Cancer has replaced heart disease as the leading cause of death in North America – nearly half will develop cancer, and one in four will die from the disease [1]. Prostate cancer (PCa) is the most common male cancer in North America and 2nd leading cause of cancer deaths, but even more importantly, its incidence and mortality will double by 2020 based on current incidence trends. PCa represents 1 % of all death and 13 % of death by cancer [2]. While many gains have been made in early detection and treatment of localized PCa, many men still die of recurrent or metastatic disease. Androgen ablation remains the most effective therapy for patients with advanced disease.
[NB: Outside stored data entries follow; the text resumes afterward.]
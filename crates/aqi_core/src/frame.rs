//! Decodificador de frames do sensor de particulado (PMS5003 e compatíveis).
//!
//! Formato do frame (32 bytes, big-endian):
//!
//! ```text
//! ┌──────┬──────┬────────────┬──────────────────────┬──────────────┬─────────────┐
//! │ 0x42 │ 0x4D │ Tamanho(2) │ 12 campos u16 (24 B) │ Reservado(2) │ Checksum(2) │
//! └──────┴──────┴────────────┴──────────────────────┴──────────────┴─────────────┘
//! ```
//!
//! - Tamanho declarado sempre 28 (bytes após o próprio campo de tamanho)
//! - Checksum = soma dos bytes `[0..30]` módulo 65536

use std::io::{ErrorKind, Read};

/// Tamanho total do frame.
pub const FRAME_LEN: usize = 32;

/// Primeiro byte de sincronia.
pub const SYNC_1: u8 = 0x42;

/// Segundo byte de sincronia.
pub const SYNC_2: u8 = 0x4D;

/// Valor fixo do campo de tamanho.
pub const DECLARED_LEN: u16 = 28;

/// Quantidade de campos de dados no frame.
pub const FIELD_COUNT: usize = 12;

/// Nomes dos campos na ordem em que aparecem no frame.
pub const FIELD_NAMES: [&str; FIELD_COUNT] = [
    "pm1.0_standard",
    "pm2.5_standard",
    "pm10.0_standard",
    "pm1.0_env",
    "pm2.5_env",
    "pm10.0_env",
    "particles_0.3um",
    "particles_0.5um",
    "particles_1.0um",
    "particles_2.5um",
    "particles_5.0um",
    "particles_10um",
];

const CHECKSUM_OFFSET: usize = 30;
const DATA_OFFSET: usize = 4;

/// Erros de leitura/validação de frame.
#[derive(Debug, thiserror::Error)]
pub enum FrameError {
    #[error("Fim do stream antes de completar o frame")]
    EndOfStream,

    #[error("Segundo byte de sincronia inválido: 0x{0:02X} (esperado 0x{SYNC_2:02X})")]
    BadSync(u8),

    #[error("Tamanho de frame inválido: {0} (esperado {DECLARED_LEN})")]
    BadLength(u16),

    #[error("Checksum inválido: recebido 0x{received:04X}, calculado 0x{computed:04X}")]
    BadChecksum { received: u16, computed: u16 },

    #[error("Erro de I/O: {0}")]
    Io(#[from] std::io::Error),
}

impl FrameError {
    /// `true` para frames corrompidos (sync, tamanho, checksum).
    /// O stream continua utilizável; basta ler de novo.
    pub fn is_protocol(&self) -> bool {
        matches!(
            self,
            FrameError::BadSync(_) | FrameError::BadLength(_) | FrameError::BadChecksum { .. }
        )
    }
}

/// Frame decodificado: os 12 campos na ordem declarada.
#[derive(Debug, Clone, Copy, PartialEq, Eq)]
pub struct Frame {
    pub values: [u16; FIELD_COUNT],
}

impl Frame {
    /// Pares `(nome, valor)` na ordem do frame.
    pub fn fields(&self) -> impl Iterator<Item = (&'static str, u16)> + '_ {
        FIELD_NAMES.iter().copied().zip(self.values.iter().copied())
    }

    /// Valor de um campo pelo nome.
    pub fn get(&self, name: &str) -> Option<u16> {
        FIELD_NAMES
            .iter()
            .position(|n| *n == name)
            .map(|i| self.values[i])
    }
}

/// Soma dos 30 primeiros bytes, módulo 65536.
pub fn frame_checksum(buf: &[u8; FRAME_LEN]) -> u16 {
    buf[..CHECKSUM_OFFSET]
        .iter()
        .fold(0u16, |acc, b| acc.wrapping_add(u16::from(*b)))
}

fn be_u16(buf: &[u8], offset: usize) -> u16 {
    u16::from_be_bytes([buf[offset], buf[offset + 1]])
}

/// Valida e decodifica um frame completo.
pub fn decode_frame(buf: &[u8; FRAME_LEN]) -> Result<Frame, FrameError> {
    // O primeiro byte já foi usado para sincronizar, mas o frame pode vir
    // de outra origem (testes, replay).
    if buf[0] != SYNC_1 {
        return Err(FrameError::BadSync(buf[0]));
    }
    if buf[1] != SYNC_2 {
        return Err(FrameError::BadSync(buf[1]));
    }

    let declared = be_u16(buf, 2);
    if declared != DECLARED_LEN {
        return Err(FrameError::BadLength(declared));
    }

    let received = be_u16(buf, CHECKSUM_OFFSET);
    let computed = frame_checksum(buf);
    if received != computed {
        return Err(FrameError::BadChecksum { received, computed });
    }

    let mut values = [0u16; FIELD_COUNT];
    for (i, value) in values.iter_mut().enumerate() {
        *value = be_u16(buf, DATA_OFFSET + i * 2);
    }
    Ok(Frame { values })
}

/// Monta um frame válido com os valores dados (simuladores e testes).
pub fn encode_frame(values: &[u16; FIELD_COUNT]) -> [u8; FRAME_LEN] {
    let mut buf = [0u8; FRAME_LEN];
    buf[0] = SYNC_1;
    buf[1] = SYNC_2;
    buf[2..4].copy_from_slice(&DECLARED_LEN.to_be_bytes());
    for (i, value) in values.iter().enumerate() {
        let at = DATA_OFFSET + i * 2;
        buf[at..at + 2].copy_from_slice(&value.to_be_bytes());
    }
    let checksum = frame_checksum(&buf);
    buf[CHECKSUM_OFFSET..].copy_from_slice(&checksum.to_be_bytes());
    buf
}

/// Lê frames de um stream de bytes (UART, arquivo de device, socket).
///
/// Não há limite de ressincronização: bytes são descartados até aparecer
/// `0x42`. Um link que nunca emite `0x42` bloqueia para sempre dentro de
/// `read()` do stream subjacente.
pub struct FrameDecoder<R> {
    reader: R,
    buf: [u8; FRAME_LEN],
    skipped: u64,
}

impl<R: Read> FrameDecoder<R> {
    pub fn new(reader: R) -> Self {
        Self {
            reader,
            buf: [0u8; FRAME_LEN],
            skipped: 0,
        }
    }

    /// Lê o próximo frame. Falhas não são re-tentadas aqui.
    pub fn read(&mut self) -> Result<Frame, FrameError> {
        self.sync()?;

        match self.reader.read_exact(&mut self.buf[1..]) {
            Ok(()) => {}
            Err(e) if e.kind() == ErrorKind::UnexpectedEof => return Err(FrameError::EndOfStream),
            Err(e) => return Err(e.into()),
        }

        decode_frame(&self.buf)
    }

    /// Total de bytes descartados procurando o início de frame.
    pub fn skipped_bytes(&self) -> u64 {
        self.skipped
    }

    pub fn into_inner(self) -> R {
        self.reader
    }

    fn sync(&mut self) -> Result<(), FrameError> {
        let mut byte = [0u8; 1];
        loop {
            match self.reader.read(&mut byte) {
                Ok(0) => return Err(FrameError::EndOfStream),
                Ok(_) if byte[0] == SYNC_1 => {
                    self.buf[0] = SYNC_1;
                    return Ok(());
                }
                Ok(_) => self.skipped += 1,
                Err(e) if e.kind() == ErrorKind::Interrupted => {}
                Err(e) => return Err(e.into()),
            }
        }
    }
}

// ──────────────────────────────────────────────
// Testes
// ──────────────────────────────────────────────

#[cfg(test)]
mod tests {
    use super::*;
    use std::io::Cursor;

    const SAMPLE: [u16; FIELD_COUNT] = [5, 12, 18, 5, 12, 18, 1020, 301, 58, 6, 2, 1];

    #[test]
    fn decodes_valid_frame_in_declared_order() {
        let raw = encode_frame(&SAMPLE);
        let frame = decode_frame(&raw).unwrap();
        assert_eq!(frame.values, SAMPLE);
        assert_eq!(frame.get("pm2.5_standard"), Some(12));
        assert_eq!(frame.get("particles_0.3um"), Some(1020));
        let names: Vec<_> = frame.fields().map(|(n, _)| n).collect();
        assert_eq!(names, FIELD_NAMES);
    }

    #[test]
    fn checksum_is_sum_of_first_30_bytes() {
        let raw = encode_frame(&[u16::MAX; FIELD_COUNT]);
        let expected: u32 = raw[..30].iter().map(|b| u32::from(*b)).sum();
        assert_eq!(u32::from(frame_checksum(&raw)), expected % 65536);
        assert!(decode_frame(&raw).is_ok());
    }

    #[test]
    fn rejects_corrupted_checksum() {
        let mut raw = encode_frame(&SAMPLE);
        raw[31] ^= 0x01;
        let err = decode_frame(&raw).unwrap_err();
        assert!(matches!(err, FrameError::BadChecksum { .. }));
        assert!(err.is_protocol());
    }

    #[test]
    fn rejects_corrupted_payload() {
        let mut raw = encode_frame(&SAMPLE);
        raw[7] = raw[7].wrapping_add(1);
        assert!(matches!(
            decode_frame(&raw),
            Err(FrameError::BadChecksum { .. })
        ));
    }

    #[test]
    fn rejects_bad_second_sync_byte() {
        let mut raw = encode_frame(&SAMPLE);
        raw[1] = 0x00;
        assert!(matches!(decode_frame(&raw), Err(FrameError::BadSync(0x00))));
    }

    #[test]
    fn rejects_bad_length() {
        let mut raw = encode_frame(&SAMPLE);
        raw[3] = 20;
        assert!(matches!(decode_frame(&raw), Err(FrameError::BadLength(20))));
    }

    #[test]
    fn decoder_skips_leading_garbage() {
        let mut stream = vec![0x00, 0xFF, 0x13, 0x4D];
        stream.extend_from_slice(&encode_frame(&SAMPLE));
        let mut decoder = FrameDecoder::new(Cursor::new(stream));
        let frame = decoder.read().unwrap();
        assert_eq!(frame.values, SAMPLE);
        assert_eq!(decoder.skipped_bytes(), 4);
    }

    #[test]
    fn decoder_reads_consecutive_frames() {
        let mut second = SAMPLE;
        second[1] = 40;
        let mut stream = encode_frame(&SAMPLE).to_vec();
        stream.extend_from_slice(&encode_frame(&second));
        let mut decoder = FrameDecoder::new(Cursor::new(stream));
        assert_eq!(decoder.read().unwrap().values[1], 12);
        assert_eq!(decoder.read().unwrap().values[1], 40);
        assert!(matches!(decoder.read(), Err(FrameError::EndOfStream)));
    }

    #[test]
    fn truncated_frame_is_end_of_stream() {
        let raw = encode_frame(&SAMPLE);
        let mut decoder = FrameDecoder::new(Cursor::new(raw[..20].to_vec()));
        assert!(matches!(decoder.read(), Err(FrameError::EndOfStream)));
    }

    #[test]
    fn bad_frame_does_not_poison_decoder() {
        let mut bad = encode_frame(&SAMPLE);
        bad[30] ^= 0xFF;
        let mut stream = bad.to_vec();
        stream.extend_from_slice(&encode_frame(&SAMPLE));
        let mut decoder = FrameDecoder::new(Cursor::new(stream));
        assert!(decoder.read().unwrap_err().is_protocol());
        assert_eq!(decoder.read().unwrap().values, SAMPLE);
    }
}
While ∼80 % of patients initially respond, most patients progress to castrate resistant prostate cancer (CRPC) metastatic disease after 18–36 months [3–15]. Androgen ablation precipitates apoptosis in subpopulations of PCa cells, but despite high initial response rates, remissions are temporary because surviving tumor cells usually recur with a castrate resistant phenotype [15, 16]. CRPC progression is a complex process by which cells acquire the ability to both survive and proliferate in the absence of androgens and involves variable combinations of clonal selection [17], the reactivation of the androgen receptor axis [18], as well as adaptive upregulation of anti-apoptotic genes [19–25], alternative growth factor pathways [26–32], and cytoprotective chaperone networks [22, 33]. Clinically, CRPC is defined as biochemical and/or radiographic progression despite castrate levels of serum testosterone (<50 ng/ml) [34]. Biochemical progression is defined as two consecutive increases in prostate-specific antigen (PSA) above a minimal value of 5 ng/ml. Usually, progression occurs following cessation of treatment with androgen blockers for 4–6 weeks.